L'entaille dans ma combinaison était une blessure béante. La coque en GORE-TEX, la barrière imperméable et coupe-vent qui était ma dernière ligne de défense, était compromise. Mes couches de base étaient maintenant exposées, se saturant rapidement de la fine neige poussée par le vent. Je pouvais sentir l'humidité se transformer en glace contre ma peau.

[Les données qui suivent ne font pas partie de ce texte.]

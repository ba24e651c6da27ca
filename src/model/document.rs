// SPDX-FileCopyrightText: 2026 Bruno Meilick
// SPDX-License-Identifier: LicenseRef-Fabflow-FreeUse-NoCopy-NoDerivatives
//
// All rights reserved.
//
// This file is part of Fabflow and is proprietary software.
// Unauthorized copying, modification, or distribution is prohibited.

use std::collections::BTreeSet;

use regex::Regex;

/// A flowchart document in the external renderer's Mermaid grammar.
///
/// The text is treated as opaque except for two conventions: node definitions
/// of the form `<id>[<label>]` (the identifier is the token preceding the
/// opening bracket) and edge lines of the form `<source> --> <target>`.
#[derive(Debug, Clone, PartialEq, Eq)]
pub struct FlowchartDocument {
    text: String,
}

impl FlowchartDocument {
    pub fn new(text: impl Into<String>) -> Self {
        Self { text: text.into() }
    }

    pub fn text(&self) -> &str {
        &self.text
    }

    /// Scans edge lines and returns `(source, target)` identifier pairs in
    /// document order.
    pub fn edges(&self) -> Vec<(String, String)> {
        self.text
            .lines()
            .filter_map(|line| {
                let (source, target) = line.split_once("-->")?;
                let source = edge_endpoint(source);
                let target = edge_endpoint(target);
                if source.is_empty() || target.is_empty() {
                    return None;
                }
                Some((source, target))
            })
            .collect()
    }

    /// Returns the current label of `node_id`, if a `<id>[<label>]`
    /// definition exists.
    pub fn node_label(&self, node_id: &str) -> Option<String> {
        let pattern = node_definition_pattern(node_id)?;
        for line in self.text.lines() {
            if let Some(captures) = pattern.captures(line) {
                return captures.get(2).map(|label| label.as_str().to_owned());
            }
        }
        None
    }

    /// Walks the edge list backward from `node_id` and returns the
    /// root-to-node identifier chain (including `node_id` itself).
    ///
    /// Each step picks the first edge whose target matches the current
    /// identifier. Cycles terminate the walk instead of looping.
    pub fn ancestor_chain(&self, node_id: &str) -> Vec<String> {
        let edges = self.edges();
        let mut chain = vec![node_id.to_owned()];
        let mut seen: BTreeSet<String> = BTreeSet::new();
        seen.insert(node_id.to_owned());

        let mut current = node_id.to_owned();
        while let Some((source, _)) = edges.iter().find(|(_, target)| *target == current) {
            if !seen.insert(source.clone()) {
                break;
            }
            chain.insert(0, source.clone());
            current = source.clone();
        }

        chain
    }

    /// Rewrites the bracketed label of the single line defining
    /// `<node_id>[<label>]`, preserving the rest of the line.
    ///
    /// Returns `false` (and leaves the text unchanged) when no line matches.
    pub fn rewrite_node_label(&mut self, node_id: &str, new_label: &str) -> bool {
        let Some(pattern) = node_definition_pattern(node_id) else {
            return false;
        };

        let mut rewritten = false;
        let lines: Vec<String> = self
            .text
            .lines()
            .map(|line| {
                if rewritten {
                    return line.to_owned();
                }
                if let Some(captures) = pattern.captures(line) {
                    if let Some(full) = captures.get(0) {
                        rewritten = true;
                        let prefix = captures.get(1).map_or("", |m| m.as_str());
                        let replacement = format!("{prefix}{node_id}[{new_label}]");
                        return line.replacen(full.as_str(), &replacement, 1);
                    }
                }
                line.to_owned()
            })
            .collect();

        if rewritten {
            let trailing_newline = self.text.ends_with('\n');
            self.text = lines.join("\n");
            if trailing_newline {
                self.text.push('\n');
            }
        }
        rewritten
    }
}

/// Strips edge decoration (connector labels, shape brackets) from one side of
/// a `-->` line and returns the bare identifier token.
fn edge_endpoint(part: &str) -> String {
    let mut token = part.trim();
    if let Some(rest) = token.strip_prefix('|') {
        token = match rest.split_once('|') {
            Some((_, after)) => after.trim_start(),
            None => rest,
        };
    }
    token
        .split(['[', '{', '('])
        .next()
        .unwrap_or("")
        .trim()
        .to_owned()
}

fn node_definition_pattern(node_id: &str) -> Option<Regex> {
    let escaped = regex::escape(node_id);
    Regex::new(&format!(r"(^|[^A-Za-z0-9_]){escaped}\[([^\]]+)\]")).ok()
}

#[cfg(test)]
mod tests {
    use super::FlowchartDocument;

    fn fixture() -> FlowchartDocument {
        FlowchartDocument::new(
            "graph TD\n    A[Start] --> B[Old Label]\n    B --> C{Check}\n    C -->|yes| D[Done]\n",
        )
    }

    #[test]
    fn edges_returns_identifier_pairs_in_order() {
        let document = fixture();
        assert_eq!(
            document.edges(),
            vec![
                ("A".to_owned(), "B".to_owned()),
                ("B".to_owned(), "C".to_owned()),
                ("C".to_owned(), "D".to_owned()),
            ]
        );
    }

    #[test]
    fn edges_strips_connector_labels_from_targets() {
        let document = FlowchartDocument::new("X -->|maybe| Y[End]");
        assert_eq!(document.edges(), vec![("X".to_owned(), "Y".to_owned())]);
    }

    #[test]
    fn node_label_resolves_bracketed_definitions() {
        let document = fixture();
        assert_eq!(document.node_label("B"), Some("Old Label".to_owned()));
        assert_eq!(document.node_label("D"), Some("Done".to_owned()));
        assert_eq!(document.node_label("C"), None);
        assert_eq!(document.node_label("missing"), None);
    }

    #[test]
    fn node_label_does_not_match_identifier_suffixes() {
        let document = FlowchartDocument::new("AB[Other]\nB[Mine]");
        assert_eq!(document.node_label("B"), Some("Mine".to_owned()));
    }

    #[test]
    fn ancestor_chain_walks_back_to_the_root() {
        let document = FlowchartDocument::new("A --> B\nB --> C\n");
        assert_eq!(document.ancestor_chain("C"), vec!["A", "B", "C"]);
        assert_eq!(document.ancestor_chain("A"), vec!["A"]);
    }

    #[test]
    fn ancestor_chain_terminates_on_cycles() {
        let document = FlowchartDocument::new("A --> B\nB --> A\n");
        assert_eq!(document.ancestor_chain("B"), vec!["A", "B"]);
    }

    #[test]
    fn rewrite_node_label_replaces_only_the_bracketed_text() {
        let mut document = fixture();
        assert!(document.rewrite_node_label("B", "New"));
        assert_eq!(
            document.text(),
            "graph TD\n    A[Start] --> B[New]\n    B --> C{Check}\n    C -->|yes| D[Done]\n"
        );
    }

    #[test]
    fn rewrite_node_label_of_unknown_node_is_a_no_op() {
        let mut document = fixture();
        let before = document.text().to_owned();
        assert!(!document.rewrite_node_label("Z", "New"));
        assert_eq!(document.text(), before);
    }

    #[test]
    fn rewrite_node_label_touches_a_single_line() {
        let mut document = FlowchartDocument::new("B[First]\nB[Second]\n");
        assert!(document.rewrite_node_label("B", "Edited"));
        assert_eq!(document.text(), "B[Edited]\nB[Second]\n");
    }
}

Ma vie se mesurait en minutes.
Le faible bruit de la neige qui crisse m'a fait forcer mes lourdes paupières à s'ouvrir. C'était Bryan et les autres, revenant de la tente principale. Pendant un instant fou, insensé, une lueur d'espoir s'est allumée dans ma poitrine. Il est revenu pour moi.
Puis j'ai vu son visage.
Chloé s'accrochait à son bras, sanglotant théâtralement. « Elle m'a attaquée, Bryan ! Je suis juste allée voir comment elle allait, et elle m'a sauté dessus avec son piolet ! Elle a perdu la tête ! »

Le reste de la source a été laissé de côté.